Liberty's 2-3 zone defense also gave the Tigers shooting problems, as Towson made only 21 of 59 shots (35.6 percent).

Those factors, along with the outside shooting of forward Jody Chapman (11 points, 3-for-5 from three-point range) combined to help Liberty turn an 8-2 deficit into a 38-30 halftime lead, then extend its lead to 51-38 with 14:30 left.

But the Tigers, sparked by center John James (12 points, all in the second half) and a defense that forced 21 turnovers and held the Flames to no baskets in the final six minutes, made a 14-2 run at Liberty and almost broke the Flames.

"In the second half, with all of their experience and all of their tradition, Towson just kept coming at us.

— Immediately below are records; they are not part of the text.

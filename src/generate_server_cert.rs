//! Server Certificate Generation Module
//!
//! Generates daemon certificates signed by the installation CA. The CN is the
//! role name (`GATEWAY`, `UNITY`, ...); the daemon's host name is carried in
//! the subject alternative name.
//!
//! # X.509 Extensions
//! - **Basic Constraints**: CA=false
//! - **Extended Key Usage**: `serverAuth`, `clientAuth` (daemons talk to each other
//!   over mutually authenticated TLS)
//! - **Subject Alternative Name**: `DNS:<daemon fqdn>`, `email:<admin email>`
//!
//! Certificates are signed with SHA-256.

use crate::distinguished_name::SubjectFields;
use crate::generate_ca::{DAYS_PER_YEAR, RSA_KEY_SIZE_DEFAULT, X509_VERSION_3};
use anyhow::{anyhow, Result};
use openssl::asn1::Asn1Time;
use openssl::bn::BigNum;
use openssl::hash::MessageDigest;
use openssl::pkey::{PKey, Private};
use openssl::x509::extension::{BasicConstraints, ExtendedKeyUsage, SubjectAlternativeName};
use openssl::x509::{X509Ref, X509};

/// Builder for RSA key pairs and server certificates signed by the CA
///
/// # Examples
/// ```rust,no_run
/// # use anyhow::Result;
/// # use openssl::pkey::{PKey, Private};
/// # use openssl::x509::X509;
/// # use daemon_certs::distinguished_name::SubjectFields;
/// # use daemon_certs::generate_server_cert::RsaServerCertBuilder;
/// # fn example(ca_key: PKey<Private>, ca_cert: X509, subject: SubjectFields) -> Result<()> {
/// let (server_key, server_cert) = RsaServerCertBuilder::new(&ca_key, &ca_cert, subject)
///     .common_name("GATEWAY".to_string())
///     .fqdn("gateway.example.org".to_string())
///     .email("admin@example.org".to_string())
///     .validity_years(3)
///     .serial(2)
///     .build()?;
/// # Ok(())
/// # }
/// ```
pub struct RsaServerCertBuilder<'a> {
    subject: SubjectFields,
    common_name: String,
    fqdn: String,
    email: String,
    validity_years: u32,
    serial: u64,
    signing_key: &'a PKey<Private>,
    signing_cert: &'a X509Ref,
}

impl<'a> RsaServerCertBuilder<'a> {
    /// Create a builder that signs with the given CA key and names the CA
    /// certificate's subject as issuer.
    pub fn new(ca_key: &'a PKey<Private>, ca_cert: &'a X509Ref, subject: SubjectFields) -> Self {
        Self {
            subject,
            common_name: String::new(),
            fqdn: String::new(),
            email: String::new(),
            validity_years: 1,
            serial: 1,
            signing_key: ca_key,
            signing_cert: ca_cert,
        }
    }

    pub fn common_name(mut self, cn: String) -> Self {
        self.common_name = cn;
        self
    }

    /// Host name of the daemon, placed in the subject alternative name
    pub fn fqdn(mut self, fqdn: String) -> Self {
        self.fqdn = fqdn;
        self
    }

    pub fn email(mut self, email: String) -> Self {
        self.email = email;
        self
    }

    pub fn validity_years(mut self, years: u32) -> Self {
        self.validity_years = years;
        self
    }

    pub fn serial(mut self, serial: u64) -> Self {
        self.serial = serial;
        self
    }

    /// Build the RSA key pair and the CA-signed server certificate
    pub fn build(self) -> Result<(PKey<Private>, X509)> {
        let rsa = openssl::rsa::Rsa::generate(RSA_KEY_SIZE_DEFAULT)
            .map_err(|e| anyhow!("Failed to generate RSA keypair: {}", e))?;
        let private_key =
            PKey::from_rsa(rsa).map_err(|e| anyhow!("Failed to create private key: {}", e))?;

        let mut builder =
            X509::builder().map_err(|e| anyhow!("Failed to create X509 builder: {}", e))?;
        builder
            .set_version(X509_VERSION_3)
            .map_err(|e| anyhow!("Failed to set version: {}", e))?;

        let serial = BigNum::from_slice(&self.serial.to_be_bytes())?.to_asn1_integer()?;
        builder
            .set_serial_number(&serial)
            .map_err(|e| anyhow!("Failed to set serial number {}: {}", self.serial, e))?;

        let subject_name = self.subject.to_x509_name(&self.common_name)?;
        builder
            .set_subject_name(&subject_name)
            .map_err(|e| anyhow!("Failed to set subject: {}", e))?;
        builder
            .set_issuer_name(self.signing_cert.subject_name())
            .map_err(|e| anyhow!("Failed to set issuer from CA: {}", e))?;

        let not_before =
            Asn1Time::days_from_now(0).map_err(|e| anyhow!("Failed to create not_before: {}", e))?;
        builder
            .set_not_before(&not_before)
            .map_err(|e| anyhow!("Failed to set not_before: {}", e))?;
        let not_after = Asn1Time::days_from_now(self.validity_years * DAYS_PER_YEAR)
            .map_err(|e| anyhow!("Failed to create not_after: {}", e))?;
        builder
            .set_not_after(&not_after)
            .map_err(|e| anyhow!("Failed to set not_after: {}", e))?;

        builder
            .set_pubkey(&private_key)
            .map_err(|e| anyhow!("Failed to set public key: {}", e))?;

        let bc = BasicConstraints::new()
            .build()
            .map_err(|e| anyhow!("Failed to build BasicConstraints: {}", e))?;
        builder
            .append_extension(bc)
            .map_err(|e| anyhow!("Failed to add BasicConstraints: {}", e))?;

        let eku = ExtendedKeyUsage::new()
            .server_auth()
            .client_auth()
            .build()
            .map_err(|e| anyhow!("Failed to build ExtendedKeyUsage: {}", e))?;
        builder
            .append_extension(eku)
            .map_err(|e| anyhow!("Failed to add ExtendedKeyUsage: {}", e))?;

        let san = SubjectAlternativeName::new()
            .dns(&self.fqdn)
            .email(&self.email)
            .build(&builder.x509v3_context(Some(self.signing_cert), None))
            .map_err(|e| anyhow!("Failed to build SubjectAlternativeName: {}", e))?;
        builder
            .append_extension(san)
            .map_err(|e| anyhow!("Failed to add SubjectAlternativeName: {}", e))?;

        builder
            .sign(self.signing_key, MessageDigest::sha256())
            .map_err(|e| anyhow!("Failed to sign certificate: {}", e))?;
        Ok((private_key, builder.build()))
    }
}

#[cfg(test)]
mod tests {
    use super::*;
    use crate::distinguished_name::render_rfc4514;
    use crate::generate_ca::RsaCABuilder;

    fn subject() -> SubjectFields {
        SubjectFields {
            country: "DE".to_string(),
            state: "BW".to_string(),
            locality: "Karlsruhe".to_string(),
            organization: "Example Organization".to_string(),
            organizational_unit: "IT Services".to_string(),
        }
    }

    #[test]
    fn test_server_cert_signed_by_ca() {
        let (ca_key, ca_cert) = RsaCABuilder::new(subject())
            .common_name("unicore.example.org".to_string())
            .email("admin@example.org".to_string())
            .build()
            .unwrap();

        let (key, cert) = RsaServerCertBuilder::new(&ca_key, &ca_cert, subject())
            .common_name("GATEWAY".to_string())
            .fqdn("gateway.example.org".to_string())
            .email("admin@example.org".to_string())
            .validity_years(3)
            .serial(42)
            .build()
            .unwrap();

        assert!(cert.verify(&ca_key).unwrap());
        assert!(cert.public_key().unwrap().public_eq(&key));
        assert_eq!(
            render_rfc4514(cert.issuer_name()).unwrap(),
            render_rfc4514(ca_cert.subject_name()).unwrap()
        );
        assert!(render_rfc4514(cert.subject_name())
            .unwrap()
            .starts_with("CN=GATEWAY,"));
        let dns: Vec<_> = cert
            .subject_alt_names()
            .unwrap()
            .iter()
            .filter_map(|n| n.dnsname().map(str::to_string))
            .collect();
        assert_eq!(dns, vec!["gateway.example.org".to_string()]);
        assert_eq!(
            cert.serial_number().to_bn().unwrap().to_dec_str().unwrap().to_string(),
            "42"
        );
    }
}
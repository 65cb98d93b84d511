//! The installation CA: created once, loaded on every later run.
//!
//! Presence of `<ca_dir>/cacert.pem` decides between the two. A loaded CA is
//! trusted as-is; expiry, key/certificate match and tampering are not checked.

use crate::distinguished_name::{render_rfc4514, SubjectFields};
use crate::generate_ca::RsaCABuilder;
use crate::generate_server_cert::RsaServerCertBuilder;
use crate::layout::InstallLayout;
use crate::serial::SerialCounter;
use crate::server_role::ServerRole;
use crate::settings::ConfigStore;
use anyhow::{Context, Result};
use openssl::pkey::{PKey, Private};
use openssl::x509::X509;
use secrecy::SecretString;
use std::fs;
use std::path::Path;
use tracing::{debug, info};

/// Parameters fixed into the CA certificate when it is first created.
#[derive(Debug, Clone)]
pub struct CaParams {
    pub subject: SubjectFields,
    pub fqdn: String,
    pub admin_email: String,
    pub validity_years: u32,
}

impl CaParams {
    pub fn from_settings(settings: &ConfigStore) -> Result<Self> {
        Ok(Self {
            subject: SubjectFields::from_settings(settings)?,
            fqdn: settings.get("FQDN")?.to_string(),
            admin_email: settings.get("cert.email")?.to_string(),
            validity_years: settings.get_u32("cert.years")?,
        })
    }
}

/// Everything needed to issue and export one daemon's certificate.
#[derive(Debug)]
pub struct ServerIdentity {
    pub role: ServerRole,
    pub fqdn: String,
    pub admin_email: String,
    pub validity_years: u32,
    pub passphrase: SecretString,
}

impl ServerIdentity {
    pub fn from_settings(role: ServerRole, settings: &ConfigStore) -> Result<Self> {
        Ok(Self {
            role,
            fqdn: settings.get(&role.domain_key())?.to_string(),
            admin_email: settings.get("cert.email")?.to_string(),
            validity_years: settings.get_u32("cert.years")?,
            passphrase: SecretString::from(settings.get(&role.passphrase_key())?.to_string()),
        })
    }
}

/// A freshly issued server key and certificate, held in memory only.
pub struct IssuedCertificate {
    pub role: ServerRole,
    pub serial: u64,
    pub dn: String,
    pub key: PKey<Private>,
    pub cert: X509,
}

pub struct CertificateAuthority {
    key: PKey<Private>,
    cert: X509,
}

/// Outcome of [`CertificateAuthority::bootstrap_or_load`].
pub struct CaBootstrap {
    pub ca: CertificateAuthority,
    pub created: bool,
}

impl CertificateAuthority {
    /// Load the CA from `layout`, creating and persisting a new one if
    /// `cacert.pem` does not exist yet. Only creation consumes a serial.
    pub fn bootstrap_or_load(
        layout: &InstallLayout,
        params: &CaParams,
        serial: &mut SerialCounter,
    ) -> Result<CaBootstrap> {
        if layout.ca_cert().is_file() {
            let ca = Self::load(layout)?;
            info!(dn = %ca.dn()?, "loaded existing CA");
            return Ok(CaBootstrap { ca, created: false });
        }

        let serial_number = serial.next()?;
        let (key, cert) = RsaCABuilder::new(params.subject.clone())
            .common_name(params.fqdn.clone())
            .email(params.admin_email.clone())
            .validity_years(params.validity_years)
            .serial(serial_number)
            .build()
            .context("Failed to generate CA")?;
        let ca = Self { key, cert };
        ca.persist(layout)?;
        info!(serial = serial_number, dn = %ca.dn()?, "created new CA");
        Ok(CaBootstrap { ca, created: true })
    }

    /// Read `private/cakey.pem` and `cacert.pem` from the CA directory.
    pub fn load(layout: &InstallLayout) -> Result<Self> {
        let key_path = layout.ca_key();
        let key_pem = fs::read(&key_path)
            .with_context(|| format!("Failed to read CA key {}", key_path.display()))?;
        let key = PKey::private_key_from_pem(&key_pem)
            .with_context(|| format!("Failed to parse CA key {}", key_path.display()))?;

        let cert_path = layout.ca_cert();
        let cert_pem = fs::read(&cert_path)
            .with_context(|| format!("Failed to read CA certificate {}", cert_path.display()))?;
        let cert = X509::from_pem(&cert_pem)
            .with_context(|| format!("Failed to parse CA certificate {}", cert_path.display()))?;

        Ok(Self { key, cert })
    }

    fn persist(&self, layout: &InstallLayout) -> Result<()> {
        let key_path = layout.ca_key();
        write_private_pem(&key_path, &self.key.private_key_to_pem_pkcs8()?)?;

        let cert_pem = self.cert.to_pem()?;
        write_file(&layout.ca_cert(), &cert_pem)?;
        write_file(&layout.trust_dir().join("cacert.pem"), &cert_pem)?;
        debug!(key = %key_path.display(), "CA key and certificate written");
        Ok(())
    }

    /// Issue a certificate for `identity`, consuming exactly one serial.
    pub fn issue_server_certificate(
        &self,
        identity: &ServerIdentity,
        subject: &SubjectFields,
        serial: &mut SerialCounter,
    ) -> Result<IssuedCertificate> {
        let serial_number = serial.next()?;
        let (key, cert) = RsaServerCertBuilder::new(&self.key, &self.cert, subject.clone())
            .common_name(identity.role.name().to_string())
            .fqdn(identity.fqdn.clone())
            .email(identity.admin_email.clone())
            .validity_years(identity.validity_years)
            .serial(serial_number)
            .build()
            .with_context(|| format!("Failed to issue certificate for {}", identity.role))?;
        let dn = render_rfc4514(cert.subject_name())?;
        debug!(role = %identity.role, serial = serial_number, dn = %dn, "issued server certificate");
        Ok(IssuedCertificate {
            role: identity.role,
            serial: serial_number,
            dn,
            key,
            cert,
        })
    }

    pub fn certificate(&self) -> &X509 {
        &self.cert
    }

    pub fn dn(&self) -> Result<String> {
        render_rfc4514(self.cert.subject_name())
    }
}

pub(crate) fn write_file(path: &Path, contents: &[u8]) -> Result<()> {
    if let Some(parent) = path.parent() {
        fs::create_dir_all(parent)
            .with_context(|| format!("Failed to create directory {}", parent.display()))?;
    }
    fs::write(path, contents).with_context(|| format!("Failed to write {}", path.display()))
}

/// Like [`write_file`] but restricts the file to its owner on Unix.
pub(crate) fn write_private_pem(path: &Path, contents: &[u8]) -> Result<()> {
    write_file(path, contents)?;
    #[cfg(unix)]
    {
        use std::os::unix::fs::PermissionsExt;
        fs::set_permissions(path, fs::Permissions::from_mode(0o600))
            .with_context(|| format!("Failed to restrict permissions of {}", path.display()))?;
    }
    Ok(())
}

They turned up the heat," Liberty coach Jeff Meyer said.

But after James made a layup that cut Liberty's lead to 53-52 with 9:12 left, the Tigers failed five times to tie or take the lead. The last attempt came on a difficult scoop shot attempt in traffic by junior guard Scooter Alexander (12 points), who was 5-for-13 shooting, and missed the shot that would have tied the score at 58.

"Some of the shots weren't good shots, but I did get off some good ones that wouldn't fall," Alexander said. "I'm a sore loser. I hate losing."